Berger cited several trials examining clopidogrel treatment, including the CURE trial, which examined
treatment with aspirin plus placebo or clopidogrel in patients with ACS. Patients treated with aspirin plus clopidogrel had lower rates of CV death, MI, and stroke.
Guidelines updated
The ACC/AHA guidelines for the use of clopidogrel in non-ST-elevation MI patients undergoing PCI were updated earlier this year.
In 2005, the ACC/AHA guidelines stated that a loading dose of 300 mg of clopidogrel administered at least 6 hours before the procedure had the highest level of evidence of efficacy.
The ACC/AHA’s updated guidelines this year state that uncertainty exists about optimum dosing of
clopidogrel. According to Berger, the new guidelines indicate that higher loading doses of clopidogrel — such as 600 mg or 900 mg — achieve more rapid and a higher absolute level of inhibition of aggregation. But the efficacy and safety of these doses have not been rigorously established, Berger said.
Nevertheless, the new guidelines recommend that “a loading dose of clopidogrel should be administered
before PCI is performed.”
The guidelines also state that when high-risk ACS patients are admitted, they should be treated with aspirin, a beta-blocker, an anticoagulant, a GP IIb/IIIa inhibitor, and clopidogrel.
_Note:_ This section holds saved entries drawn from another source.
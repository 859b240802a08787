//! Fluent query builder.
//!
//! A [`QueryBuilder`] is bound to one table and one [`Executor`]. It collects
//! columns, WHERE clauses, ordering and paging, binding every value as it is
//! added, and renders parameterized SQL with `$1, $2, ...` placeholders.
//! Identifiers are validated; values never appear in the SQL text.
//!
//! # Usage
//!
//! ```ignore
//! use pgquery::qb;
//!
//! // SELECT
//! let posts = qb::table(&db, "posts")?
//!     .select(["id", "title"])
//!     .where_eq("status", "published")
//!     .order_by_desc("created_at")
//!     .limit(5)
//!     .get()
//!     .await?;
//!
//! // UPDATE (equality conditions only)
//! db.table("users")?
//!     .where_eq("id", 7)
//!     .update(pgquery::record([("status", "inactive")]))
//!     .await?;
//! ```

mod builder;
mod clause;
mod mutation;
mod param;
mod select;

pub use builder::QueryBuilder;
pub use clause::{Direction, KeyedConditions, Op, OrderSpec, WhereClause};
pub use mutation::{render_delete, render_insert, render_update};
pub use param::{Bindings, as_refs};
pub use select::{BuiltQuery, Columns, QueryState};

use crate::error::DbResult;
use crate::executor::Executor;

/// Start a builder on `table`, executing through `conn`.
pub fn table<'c, E: Executor>(conn: &'c E, table: &str) -> DbResult<QueryBuilder<'c, E>> {
    QueryBuilder::new(conn, table)
}
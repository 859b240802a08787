//! The binding list: ordered values behind positional placeholders.

use crate::value::Value;
use tokio_postgres::types::ToSql;

/// An append-only list of bound values.
///
/// Every literal that ends up in rendered SQL goes through [`Bindings::bind`];
/// the returned zero-based index `i` is rendered as the placeholder `$i+1`.
#[derive(Clone, Debug, Default, PartialEq)]
pub struct Bindings {
    values: Vec<Value>,
}

impl Bindings {
    /// Create a new empty binding list.
    pub fn new() -> Self {
        Self { values: Vec::new() }
    }

    /// Append a value and return its zero-based index.
    pub fn bind(&mut self, value: impl Into<Value>) -> usize {
        self.values.push(value.into());
        self.values.len() - 1
    }

    /// Get the value bound at `index`, if any.
    pub fn get(&self, index: usize) -> Option<&Value> {
        self.values.get(index)
    }

    /// Get the current binding count.
    pub fn len(&self) -> usize {
        self.values.len()
    }

    /// Check if the list is empty.
    pub fn is_empty(&self) -> bool {
        self.values.is_empty()
    }

    /// The bound values in placeholder order.
    pub fn values(&self) -> &[Value] {
        &self.values
    }

    pub fn into_values(self) -> Vec<Value> {
        self.values
    }

    /// Get all values as references for tokio-postgres.
    pub fn as_refs(&self) -> Vec<&(dyn ToSql + Sync)> {
        as_refs(&self.values)
    }
}

/// Borrow a value slice as tokio-postgres parameters.
pub fn as_refs(values: &[Value]) -> Vec<&(dyn ToSql + Sync)> {
    values.iter().map(|v| v as &(dyn ToSql + Sync)).collect()
}

pub(crate) fn push_placeholder(out: &mut String, index: usize) {
    use std::fmt::Write;
    let _ = write!(out, "${}", index + 1);
}

#[cfg(test)]
mod tests {
    use super::*;

    #[test]
    fn bind_returns_zero_based_positions() {
        let mut b = Bindings::new();
        assert_eq!(b.bind("a"), 0);
        assert_eq!(b.bind(2), 1);
        assert_eq!(b.bind(None::<i32>), 2);
        assert_eq!(b.len(), 3);
        assert_eq!(b.get(1), Some(&Value::Int(2)));
        assert_eq!(b.values()[2], Value::Null);
    }

    #[test]
    fn placeholders_are_one_based() {
        let mut s = String::from("x = ");
        push_placeholder(&mut s, 0);
        assert_eq!(s, "x = $1");
        s.push_str(", ");
        push_placeholder(&mut s, 9);
        assert_eq!(s, "x = $1, $10");
    }

    #[test]
    fn refs_match_length() {
        let mut b = Bindings::new();
        b.bind(1);
        b.bind("two");
        assert_eq!(b.as_refs().len(), 2);
    }
}
//! The fluent query builder.

use crate::error::{DbError, DbResult};
use crate::executor::{Executor, Record};
use crate::ident::Ident;
use crate::qb::clause::{Direction, KeyedConditions, Op, OrderSpec, WhereClause};
use crate::qb::select::{BuiltQuery, Columns, QueryState};
use crate::row::FromRow;
use crate::value::Value;

/// First problem found while configuring a builder.
///
/// Configuration methods cannot fail at the type level (they return `&mut Self`
/// for chaining), so the error is parked here and returned by `build()` and
/// by every terminal operation before anything is sent to the executor.
#[derive(Clone, Debug)]
enum BuildError {
    Identifier(String),
    Operator(String),
    MixedStar,
}

impl BuildError {
    fn to_error(&self) -> DbError {
        match self {
            BuildError::Identifier(name) => DbError::invalid_identifier(name.clone()),
            BuildError::Operator(op) => DbError::InvalidOperator(op.clone()),
            BuildError::MixedStar => {
                DbError::validation("`*` cannot be combined with named columns in select()")
            }
        }
    }
}

/// Key column `insert()` reads back.
#[derive(Clone, Debug)]
enum InsertKey {
    /// Whatever the executor reports as its primary key
    Default,
    Column(Ident),
    Nothing,
}

/// Fluent SELECT/INSERT/UPDATE/DELETE builder bound to one table.
///
/// Configuration methods take `&mut self` and return the same builder, so
/// calls chain. Terminal operations take `&self` and render from a snapshot:
/// `first()` and `count()` never change the stored limit or column list, and a
/// builder can serve several terminal calls.
///
/// # Example
/// ```ignore
/// let rows = db
///     .table("posts")?
///     .select(["id", "title"])
///     .where_eq("status", "published")
///     .order_by("created_at", "DESC")
///     .limit(5)
///     .get()
///     .await?;
/// ```
pub struct QueryBuilder<'c, E: Executor> {
    conn: &'c E,
    state: QueryState,
    build_error: Option<BuildError>,
    allow_partial_conditions: bool,
    insert_key: InsertKey,
}

impl<'c, E: Executor> QueryBuilder<'c, E> {
    /// Create a builder for `table`. Fails with `InvalidIdentifier` right away.
    pub fn new(conn: &'c E, table: &str) -> DbResult<Self> {
        let table = Ident::parse(table)?;
        Ok(Self {
            conn,
            state: QueryState::new(table),
            build_error: None,
            allow_partial_conditions: false,
            insert_key: InsertKey::Default,
        })
    }

    fn column(&mut self, name: &str) -> Option<Ident> {
        match Ident::parse(name) {
            Ok(ident) => Some(ident),
            Err(_) => {
                self.build_error
                    .get_or_insert_with(|| BuildError::Identifier(name.to_string()));
                None
            }
        }
    }

    fn push_simple(&mut self, column: &str, op: Op, value: Value) -> &mut Self {
        if let Some(column) = self.column(column) {
            let index = self.state.bindings.bind(value);
            self.state.clauses.push(WhereClause::Simple { column, op, index });
        }
        self
    }

    // ==================== SELECT columns ====================

    /// Replace the selected columns. An empty list or a lone `*` selects all.
    ///
    /// `*` next to named columns poisons the builder with a validation error.
    pub fn select<I, S>(&mut self, columns: I) -> &mut Self
    where
        I: IntoIterator<Item = S>,
        S: AsRef<str>,
    {
        let mut cols = Vec::new();
        let mut all = false;
        let mut named = false;
        for col in columns {
            let col = col.as_ref();
            if col == "*" {
                all = true;
                continue;
            }
            named = true;
            if let Some(ident) = self.column(col) {
                cols.push(ident);
            }
        }
        if all && named {
            self.build_error.get_or_insert(BuildError::MixedStar);
        }
        self.state.columns = if all || cols.is_empty() {
            Columns::All
        } else {
            Columns::List(cols)
        };
        self
    }

    // ==================== WHERE conditions ====================

    /// Add WHERE: column = value
    pub fn where_eq(&mut self, column: &str, value: impl Into<Value>) -> &mut Self {
        self.push_simple(column, Op::Eq, value.into())
    }

    /// Add WHERE: column <op> value, with `op` given as text (`">"`, `"LIKE"`, ...).
    ///
    /// Operators outside the allow-list of [`Op::parse`] poison the builder.
    pub fn where_op(&mut self, column: &str, op: &str, value: impl Into<Value>) -> &mut Self {
        match Op::parse(op) {
            Ok(op) => self.push_simple(column, op, value.into()),
            Err(_) => {
                self.build_error
                    .get_or_insert_with(|| BuildError::Operator(op.to_string()));
                self
            }
        }
    }

    /// Add WHERE: column IN (values...)
    ///
    /// An empty list adds a clause that matches no rows (`1 = $n`, with `0`
    /// bound) instead of rendering an invalid `IN ()`.
    pub fn where_in<I, V>(&mut self, column: &str, values: I) -> &mut Self
    where
        I: IntoIterator<Item = V>,
        V: Into<Value>,
    {
        let Some(column) = self.column(column) else {
            return self;
        };
        let indices: Vec<usize> = values
            .into_iter()
            .map(|v| self.state.bindings.bind(v))
            .collect();
        let clause = if indices.is_empty() {
            WhereClause::Never {
                column,
                index: self.state.bindings.bind(0),
            }
        } else {
            WhereClause::In { column, indices }
        };
        self.state.clauses.push(clause);
        self
    }

    /// Add WHERE: column IS NULL
    pub fn where_null(&mut self, column: &str) -> &mut Self {
        if let Some(column) = self.column(column) {
            self.state.clauses.push(WhereClause::Null { column, negated: false });
        }
        self
    }

    /// Add WHERE: column IS NOT NULL
    pub fn where_not_null(&mut self, column: &str) -> &mut Self {
        if let Some(column) = self.column(column) {
            self.state.clauses.push(WhereClause::Null { column, negated: true });
        }
        self
    }

    /// Add WHERE: column = value
    pub fn eq(&mut self, column: &str, value: impl Into<Value>) -> &mut Self {
        self.push_simple(column, Op::Eq, value.into())
    }

    /// Add WHERE: column != value
    pub fn ne(&mut self, column: &str, value: impl Into<Value>) -> &mut Self {
        self.push_simple(column, Op::Ne, value.into())
    }

    /// Add WHERE: column > value
    pub fn gt(&mut self, column: &str, value: impl Into<Value>) -> &mut Self {
        self.push_simple(column, Op::Gt, value.into())
    }

    /// Add WHERE: column >= value
    pub fn gte(&mut self, column: &str, value: impl Into<Value>) -> &mut Self {
        self.push_simple(column, Op::Gte, value.into())
    }

    /// Add WHERE: column < value
    pub fn lt(&mut self, column: &str, value: impl Into<Value>) -> &mut Self {
        self.push_simple(column, Op::Lt, value.into())
    }

    /// Add WHERE: column <= value
    pub fn lte(&mut self, column: &str, value: impl Into<Value>) -> &mut Self {
        self.push_simple(column, Op::Lte, value.into())
    }

    /// Add WHERE: column LIKE pattern
    pub fn like(&mut self, column: &str, pattern: impl Into<Value>) -> &mut Self {
        self.push_simple(column, Op::Like, pattern.into())
    }

    // ==================== Ordering & paging ====================

    /// Append an ORDER BY entry. `"desc"` in any case sorts descending,
    /// anything else ascending.
    pub fn order_by(&mut self, column: &str, direction: impl Into<Direction>) -> &mut Self {
        if let Some(column) = self.column(column) {
            self.state.order.push(OrderSpec {
                column,
                direction: direction.into(),
            });
        }
        self
    }

    /// Append ORDER BY column ASC.
    pub fn order_by_asc(&mut self, column: &str) -> &mut Self {
        self.order_by(column, Direction::Asc)
    }

    /// Append ORDER BY column DESC.
    pub fn order_by_desc(&mut self, column: &str) -> &mut Self {
        self.order_by(column, Direction::Desc)
    }

    /// Set LIMIT (last call wins).
    pub fn limit(&mut self, n: i64) -> &mut Self {
        self.state.limit = Some(n);
        self
    }

    /// Set OFFSET (last call wins).
    pub fn offset(&mut self, n: i64) -> &mut Self {
        self.state.offset = Some(n);
        self
    }

    /// Let `update()`/`delete()` proceed when some WHERE clauses are not
    /// equalities. Those clauses are then ignored (and logged at WARN).
    pub fn allow_partial_conditions(&mut self, allow: bool) -> &mut Self {
        self.allow_partial_conditions = allow;
        self
    }

    /// Make `insert()` return `column` instead of the executor's primary key.
    pub fn returning(&mut self, column: &str) -> &mut Self {
        if let Some(column) = self.column(column) {
            self.insert_key = InsertKey::Column(column);
        }
        self
    }

    /// Make `insert()` skip `RETURNING` and yield [`Value::Null`], for tables
    /// without a generated key.
    pub fn no_returning(&mut self) -> &mut Self {
        self.insert_key = InsertKey::Nothing;
        self
    }

    // ==================== Inspection ====================

    pub fn table(&self) -> &Ident {
        &self.state.table
    }

    pub fn state(&self) -> &QueryState {
        &self.state
    }

    /// WHERE bindings accumulated so far (LIMIT/OFFSET are bound at render time).
    pub fn bindings(&self) -> &[Value] {
        self.state.bindings.values()
    }

    /// Return the first configuration error, if any.
    pub fn validate(&self) -> DbResult<()> {
        match &self.build_error {
            Some(err) => Err(err.to_error()),
            None => Ok(()),
        }
    }

    /// Render the SELECT statement and its bindings without executing it.
    pub fn build(&self) -> DbResult<BuiltQuery> {
        self.validate()?;
        Ok(self.state.render())
    }

    /// Render the SELECT SQL text (for debugging).
    pub fn to_sql(&self) -> DbResult<String> {
        self.build().map(|built| built.sql)
    }

    /// The equality-only condition map used by `update()`/`delete()`.
    pub fn keyed_conditions(&self) -> KeyedConditions {
        KeyedConditions::derive(&self.state.clauses, &self.state.bindings)
    }

    /// Conditions for a keyed write; `None` when no row can match.
    fn write_conditions(&self, verb: &str) -> DbResult<Option<Record>> {
        let keyed = self.keyed_conditions();
        if keyed.unsatisfiable {
            tracing::debug!(
                target: "pgquery.qb",
                table = %self.state.table,
                "{verb} skipped: empty IN list matches no rows"
            );
            return Ok(None);
        }
        if !keyed.is_lossless() {
            if !self.allow_partial_conditions {
                return Err(DbError::UnsupportedCondition(keyed.dropped));
            }
            tracing::warn!(
                target: "pgquery.qb",
                table = %self.state.table,
                dropped = ?keyed.dropped,
                "{verb} ignores non-equality conditions"
            );
        }
        if keyed.conditions.is_empty() {
            return Err(DbError::validation(format!(
                "{verb} requires at least one equality condition"
            )));
        }
        Ok(Some(keyed.conditions))
    }

    // ==================== Execution ====================

    /// Execute the SELECT and return all rows (possibly none).
    pub async fn get(&self) -> DbResult<Vec<E::Row>> {
        let built = self.build()?;
        self.conn.fetch_all(&built.sql, &built.bindings).await
    }

    /// Execute the SELECT with `LIMIT 1` and return the row, if any.
    pub async fn first(&self) -> DbResult<Option<E::Row>> {
        self.validate()?;
        let built = self.state.for_first().render();
        self.conn.fetch_row(&built.sql, &built.bindings).await
    }

    /// Execute `SELECT COUNT(*)` over the current filters.
    ///
    /// A missing or NULL scalar counts as `0`.
    pub async fn count(&self) -> DbResult<i64> {
        self.validate()?;
        let built = self.state.for_count().render();
        let scalar = self.conn.fetch_scalar(&built.sql, &built.bindings).await?;
        Ok(scalar.map_or(0, |v| v.coerce_i64()))
    }

    /// Insert one row into the builder's table and return its generated key.
    ///
    /// The key column is the executor's primary key unless
    /// [`returning`](Self::returning) or [`no_returning`](Self::no_returning)
    /// says otherwise.
    pub async fn insert(&self, data: Record) -> DbResult<Value> {
        self.validate()?;
        let returning = match &self.insert_key {
            InsertKey::Default => self.conn.primary_key(),
            InsertKey::Column(column) => Some(column),
            InsertKey::Nothing => None,
        };
        self.conn
            .insert_row(&self.state.table, &data, returning)
            .await
    }

    /// Update the rows matched by the equality WHERE clauses.
    ///
    /// Fails with [`DbError::UnsupportedCondition`] if other kinds of clause are
    /// present, unless [`allow_partial_conditions`](Self::allow_partial_conditions)
    /// is set. An empty IN list short-circuits to `Ok(0)`.
    pub async fn update(&self, data: Record) -> DbResult<u64> {
        self.validate()?;
        match self.write_conditions("UPDATE")? {
            Some(conditions) => {
                self.conn
                    .update_rows(&self.state.table, &data, &conditions)
                    .await
            }
            None => Ok(0),
        }
    }

    /// Delete the rows matched by the equality WHERE clauses.
    ///
    /// Same condition rules as [`update`](Self::update).
    pub async fn delete(&self) -> DbResult<u64> {
        self.validate()?;
        match self.write_conditions("DELETE")? {
            Some(conditions) => self.conn.delete_rows(&self.state.table, &conditions).await,
            None => Ok(0),
        }
    }
}

impl<E> QueryBuilder<'_, E>
where
    E: Executor<Row = tokio_postgres::Row>,
{
    /// Execute the SELECT and map every row to `T`.
    pub async fn get_as<T: FromRow>(&self) -> DbResult<Vec<T>> {
        let rows = self.get().await?;
        rows.iter().map(T::from_row).collect()
    }

    /// Execute the SELECT with `LIMIT 1` and map the row to `T`, if any.
    pub async fn first_as<T: FromRow>(&self) -> DbResult<Option<T>> {
        let row = self.first().await?;
        row.as_ref().map(T::from_row).transpose()
    }
}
Clopidogrel may be deferred until a revascularization decision is made.
“The longer the interval between presentation and angiography, the greater the incremental benefit of upstream antiplatelet therapy,” Berger said. “However, clopidogrel treatment should be discontinued 5 to 7 days before elective CABG.”
Loading dose
Berger said some controversy remains about the appropriate loading dose of clopidogrel.
According to Berger, both the CREDO and the CLASSICS trials proved that a 300-mg dose of clopidogrel at the time of PCI was not more effective than a 75-mg dose. The ARMYDA trial found that a 600-mg dose of clopidogrel outperformed a 300-mg dose when given 4 to 8 hours prior to PCI.
“A 600-mg dose inhibits aggregation more rapidly and with less variability,” Berger said. “A 600-mg dose has been administered to thousands of patients in trials and practice; this dose appears safe and well-tolerated.”
Berger said that until the results of the OASIS 7 trial are known, he recommends the 600-mg dose. OASIS 7 is an ongoing study examining the optimal dose for clopidogrel treatment.
For some high-risk patients – those with vascular disease, valvular disease, left main lesions, cerebrovascular disease, longstanding diabetes, and chronic kidney disease -upstream clopidogrel treatment may not be optimal, Berger said.